Among the outtakes I wished I had room for was this bit from Jonah Goldberg's America's-not-that-racist essay:
In 1958, 44 percent of white Americans said they’d move if a black family moved in next door. Forty years later, that number had dropped to 1 percent… When the Civil Rights Act was passed in 1964, only 18 percent of white Americans said they had a black friend. By 1998, that number was 86 percent.
If you’re wondering why Goldberg picked 1998, twenty years ago, as his ebony 'n' ivory golden dawn (oddly, during the Clinton Administration), it may just be that this Brookings study was easy to find, but there may be more than one reason — for instance, maybe 86 percent of white Americans had a black friend in 1998, but a 2014 PPRI poll showed it was down to 75 percent. Also, the blacks-next-door number in 2017, according to the World Values Survey, was not 1 percent, but 6 percent. (In fact Goldberg actually cites the 6 percent figure later in his essay. Well, when you get really big in his world, you don’t need editors.)

Goldberg's on a tear lately -- his next column is about how people who pretend to be transgressive and whatnot aren’t the real rebels; “a real rebel talks out loud in an Ivy League classroom about how Jesus Christ is his or her personal savior.” If you saw the scene in Where Angels Go Troubles Follows where Rosalind Russell talked down the bikers, you pretty much got the gist.

Tuesday, March 27, 2018

DEFINING DEVIANCY DOWN.

RedState jumped into Crisis Actor Storyland last night:
On Monday evening, conservative site RedState ran an article that initially implied Marjory Stoneman Douglas student David Hogg — who in recent weeks has become an outspoken advocate for gun control — wasn’t actually at school the day of the tragic Parkland shooting. Within hours, the site ended up issuing two major updates to the story and striking through the original text of the article.
Conseratives are mainly praising RedState writer Sarah Rumpf for correcting her story -- which in righting world is pretty remarkable, I guess.
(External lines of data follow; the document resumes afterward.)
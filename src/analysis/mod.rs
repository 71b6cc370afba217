//! Neighborhood extraction, pattern mining and enrichment statistics

/// Hypergeometric enrichment testing of candidate patterns
pub mod enrichment;
/// KNN and radius neighborhoods around center cells
pub mod neighborhood;
/// Frequent pattern mining and caller-supplied motifs
pub mod patterns;
/// Transaction collections and support counting
pub mod statistics;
Usually they don't bother -- just as other conservative sites haven't bothered to correct this bullshit story either. (The brethren also blame CBS for confusing her. The damned MSM is even responsible for RedState's mistakes!)

The point isn't that she made a mistake -- I've made plenty. But it’s one thing to chase a story and stumble, and another to legitimize obvious conspiracy-theory chum because “CBS included a very confusing quote without context.” As the Stoneman Douglas kids drive the right crazier -- because they're focused and popular and the usual wingnut sputtering isn't bending the curve -- it's forcing loony Alex Jones gibberish like this further up their media chain, from haunts of coot and hern into the allegedly respectable outlets like RedState.
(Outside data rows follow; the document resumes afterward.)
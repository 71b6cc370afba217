//! Static kd-tree answering k-nearest and radius queries over one region
//!
//! The tree is built once from a fixed point set and is read-only afterwards,
//! so a single instance can serve queries from many threads at once. Points are
//! identified by their row in the matrix the tree was built from; every ordering
//! the tree produces breaks distance ties by that row index.

use crate::io::error::{Result, invalid_argument, invalid_input};
use ndarray::Array2;
use std::cmp::Ordering;
use std::collections::BinaryHeap;

/// Point returned by a spatial query
#[derive(Debug, Clone, Copy, PartialEq)]
pub struct Neighbor {
    /// Row of the point in the indexed matrix
    pub index: usize,
    /// Euclidean distance to the query point
    pub distance: f64,
}

/// Answer to a k-nearest query
#[derive(Debug, Clone, PartialEq)]
pub struct KnnResult {
    /// Neighbors ordered by ascending distance, then by index
    pub neighbors: Vec<Neighbor>,
    /// Set when the tree holds fewer points than were requested
    pub partial: bool,
}

/// Ordering of radius query results
#[derive(Debug, Clone, Copy, PartialEq, Eq, Default)]
pub enum RadiusOrder {
    /// Tree traversal order (deterministic, not sorted)
    #[default]
    Unordered,
    /// Ascending distance, ties by index
    NearestFirst,
}

#[derive(Debug, Clone)]
enum Node {
    Leaf {
        start: usize,
        end: usize,
    },
    Split {
        axis: usize,
        value: f64,
        left: usize,
        right: usize,
    },
}

#[derive(Debug, Clone, Copy)]
struct Candidate {
    distance_sq: f64,
    index: usize,
}

impl PartialEq for Candidate {
    fn eq(&self, other: &Self) -> bool {
        self.cmp(other) == Ordering::Equal
    }
}

impl Eq for Candidate {}

impl PartialOrd for Candidate {
    fn partial_cmp(&self, other: &Self) -> Option<Ordering> {
        Some(self.cmp(other))
    }
}

impl Ord for Candidate {
    fn cmp(&self, other: &Self) -> Ordering {
        self.distance_sq
            .total_cmp(&other.distance_sq)
            .then(self.index.cmp(&other.index))
    }
}

impl Candidate {
    fn into_neighbor(self) -> Neighbor {
        Neighbor {
            index: self.index,
            distance: self.distance_sq.sqrt(),
        }
    }
}

/// Balanced kd-tree over 2D or 3D points
#[derive(Debug, Clone)]
pub struct KdTree {
    points: Array2<f64>,
    order: Vec<usize>,
    nodes: Vec<Node>,
    root: usize,
    leaf_size: usize,
}

impl KdTree {
    /// Build a tree over the rows of `points` (one row per point)
    ///
    /// Splits on the axis with the widest spread at the median, giving
    /// O(n log n) construction and a tree depth of O(log n).
    ///
    /// # Errors
    ///
    /// Returns an invalid input error if there are no points, if the
    /// dimensionality is not 2 or 3, or if any coordinate is not finite.
    /// Returns an invalid argument error if `leaf_size` is zero.
    pub fn build(points: Array2<f64>, leaf_size: usize) -> Result<Self> {
        let (count, dims) = points.dim();
        if count == 0 {
            return Err(invalid_input(&"spatial index requires at least one cell"));
        }
        if dims != 2 && dims != 3 {
            return Err(invalid_input(&format!(
                "coordinates must have 2 or 3 components, got {dims}"
            )));
        }
        if points.iter().any(|value| !value.is_finite()) {
            return Err(invalid_input(&"coordinates must be finite"));
        }
        if leaf_size == 0 {
            return Err(invalid_argument(
                "leaf_size",
                &leaf_size,
                &"must be at least 1",
            ));
        }

        // Rows must be contiguous for coordinate slices
        let points = if points.is_standard_layout() {
            points
        } else {
            points.as_standard_layout().into_owned()
        };

        let mut tree = Self {
            points,
            order: (0..count).collect(),
            nodes: Vec::new(),
            root: 0,
            leaf_size,
        };
        tree.root = tree.build_node(0, count);
        Ok(tree)
    }

    fn build_node(&mut self, start: usize, end: usize) -> usize {
        let node_id = self.nodes.len();
        self.nodes.push(Node::Leaf { start, end });

        if end - start <= self.leaf_size {
            return node_id;
        }

        let axis = self.widest_axis(start, end);
        let mid = (end - start) / 2;
        let points = &self.points;
        let value = match self.order.get_mut(start..end) {
            Some(slice) => {
                slice.select_nth_unstable_by(mid, |&a, &b| {
                    coordinate(points, a, axis)
                        .total_cmp(&coordinate(points, b, axis))
                        .then(a.cmp(&b))
                });
                slice
                    .get(mid)
                    .map_or(0.0, |&index| coordinate(points, index, axis))
            }
            None => return node_id,
        };

        let left = self.build_node(start, start + mid);
        let right = self.build_node(start + mid, end);
        if let Some(node) = self.nodes.get_mut(node_id) {
            *node = Node::Split {
                axis,
                value,
                left,
                right,
            };
        }
        node_id
    }

    fn widest_axis(&self, start: usize, end: usize) -> usize {
        let members = self.order.get(start..end).unwrap_or(&[]);
        let mut best_axis = 0;
        let mut best_spread = f64::NEG_INFINITY;

        for axis in 0..self.dims() {
            let mut low = f64::INFINITY;
            let mut high = f64::NEG_INFINITY;
            for &index in members {
                let value = coordinate(&self.points, index, axis);
                low = low.min(value);
                high = high.max(value);
            }
            if high - low > best_spread {
                best_spread = high - low;
                best_axis = axis;
            }
        }

        best_axis
    }

    /// Number of indexed points
    pub fn len(&self) -> usize {
        self.points.nrows()
    }

    /// Whether the tree holds no points (never true for a built tree)
    pub fn is_empty(&self) -> bool {
        self.points.nrows() == 0
    }

    /// Dimensionality of the indexed points
    pub fn dims(&self) -> usize {
        self.points.ncols()
    }

    /// Maximum number of points per leaf
    pub const fn leaf_size(&self) -> usize {
        self.leaf_size
    }

    /// Coordinates of an indexed point
    pub fn coordinates(&self, index: usize) -> Option<&[f64]> {
        if index >= self.len() {
            return None;
        }
        self.points.row(index).to_slice()
    }

    /// Find the `k` nearest points to `point`
    ///
    /// If the tree holds fewer than `k` points every point is returned and the
    /// result is flagged as partial.
    ///
    /// # Errors
    ///
    /// Returns an invalid argument error if the query point has the wrong
    /// dimensionality or a non-finite component.
    pub fn query_knn(&self, point: &[f64], k: usize) -> Result<KnnResult> {
        self.check_point(point)?;

        let available = self.len();
        let target = k.min(available);
        let mut heap = BinaryHeap::with_capacity(target + 1);
        if target > 0 {
            self.knn_visit(self.root, point, target, &mut heap);
        }

        let neighbors = heap
            .into_sorted_vec()
            .into_iter()
            .map(Candidate::into_neighbor)
            .collect();

        Ok(KnnResult {
            neighbors,
            partial: available < k,
        })
    }

    fn knn_visit(
        &self,
        node_id: usize,
        point: &[f64],
        k: usize,
        heap: &mut BinaryHeap<Candidate>,
    ) {
        match self.nodes.get(node_id) {
            Some(&Node::Leaf { start, end }) => {
                for &index in self.order.get(start..end).unwrap_or(&[]) {
                    let candidate = Candidate {
                        distance_sq: self.squared_distance(index, point),
                        index,
                    };
                    if heap.len() < k {
                        heap.push(candidate);
                    } else if heap.peek().is_some_and(|worst| candidate < *worst) {
                        heap.pop();
                        heap.push(candidate);
                    }
                }
            }
            Some(&Node::Split {
                axis,
                value,
                left,
                right,
            }) => {
                let diff = point.get(axis).copied().unwrap_or(0.0) - value;
                let (near, far) = if diff < 0.0 {
                    (left, right)
                } else {
                    (right, left)
                };

                self.knn_visit(near, point, k, heap);

                // Equal bounds still descend so lower-index ties are found
                let bound = diff * diff;
                if heap.len() < k || heap.peek().is_some_and(|worst| bound <= worst.distance_sq) {
                    self.knn_visit(far, point, k, heap);
                }
            }
            None => {}
        }
    }

    /// Find every point within `radius` of `point` (boundary inclusive)
    ///
    /// # Errors
    ///
    /// Returns an invalid argument error if the query point is malformed or
    /// the radius is negative or not finite.
    pub fn query_radius(
        &self,
        point: &[f64],
        radius: f64,
        order: RadiusOrder,
    ) -> Result<Vec<Neighbor>> {
        self.check_point(point)?;
        if !radius.is_finite() || radius < 0.0 {
            return Err(invalid_argument(
                "radius",
                &radius,
                &"must be a finite non-negative distance",
            ));
        }

        let mut found = Vec::new();
        self.radius_visit(self.root, point, radius * radius, &mut found);

        if order == RadiusOrder::NearestFirst {
            found.sort_unstable();
        }

        Ok(found.into_iter().map(Candidate::into_neighbor).collect())
    }

    fn radius_visit(
        &self,
        node_id: usize,
        point: &[f64],
        radius_sq: f64,
        found: &mut Vec<Candidate>,
    ) {
        match self.nodes.get(node_id) {
            Some(&Node::Leaf { start, end }) => {
                for &index in self.order.get(start..end).unwrap_or(&[]) {
                    let distance_sq = self.squared_distance(index, point);
                    if distance_sq <= radius_sq {
                        found.push(Candidate { distance_sq, index });
                    }
                }
            }
            Some(&Node::Split {
                axis,
                value,
                left,
                right,
            }) => {
                let diff = point.get(axis).copied().unwrap_or(0.0) - value;
                let (near, far) = if diff < 0.0 {
                    (left, right)
                } else {
                    (right, left)
                };

                self.radius_visit(near, point, radius_sq, found);
                if diff * diff <= radius_sq {
                    self.radius_visit(far, point, radius_sq, found);
                }
            }
            None => {}
        }
    }

    fn check_point(&self, point: &[f64]) -> Result<()> {
        if point.len() != self.dims() {
            return Err(invalid_argument(
                "point",
                &format!("{point:?}"),
                &format!("expected {} coordinates", self.dims()),
            ));
        }
        if point.iter().any(|value| !value.is_finite()) {
            return Err(invalid_argument(
                "point",
                &format!("{point:?}"),
                &"coordinates must be finite",
            ));
        }
        Ok(())
    }

    fn squared_distance(&self, index: usize, point: &[f64]) -> f64 {
        self.points
            .row(index)
            .iter()
            .zip(point)
            .map(|(a, b)| (a - b) * (a - b))
            .sum()
    }
}

fn coordinate(points: &Array2<f64>, index: usize, axis: usize) -> f64 {
    points.get([index, axis]).copied().unwrap_or(0.0)
}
Expect National Review to report soon that the Stoneman Douglas kids should be discounted because they're suffering from PTSD -- not (as Jonah Goldberg has already farted) from the shooting, but from being raped in Pizzagate.

Monday, March 26, 2018

NEW VILLAGE VOICE COLUMN UP...

...about the March For Our Lives and rightwing reaction thereunto. I wrote it last night and there's been a lot of froth since; Rod Dreher's post, mentioned briefly in the column, has metastasized with many updates since I first saw it into a full-body freakout, including supporting quotations from Jonah Goldberg (!), a reference to "Piss Christ," and more of that patented Dreher "I Don't Endorse Trump But Because of X I Endorse Trump" routine. But the real howler is this bit:
One more thing about all this. As longtime readers know, I lived in New York on 9/11. Stood on the Brooklyn Bridge and watched the first tower fall. Smelled the sweetness in the smoke for days, and learned from a friend who had lived through the war in Beirut that it was burning human flesh....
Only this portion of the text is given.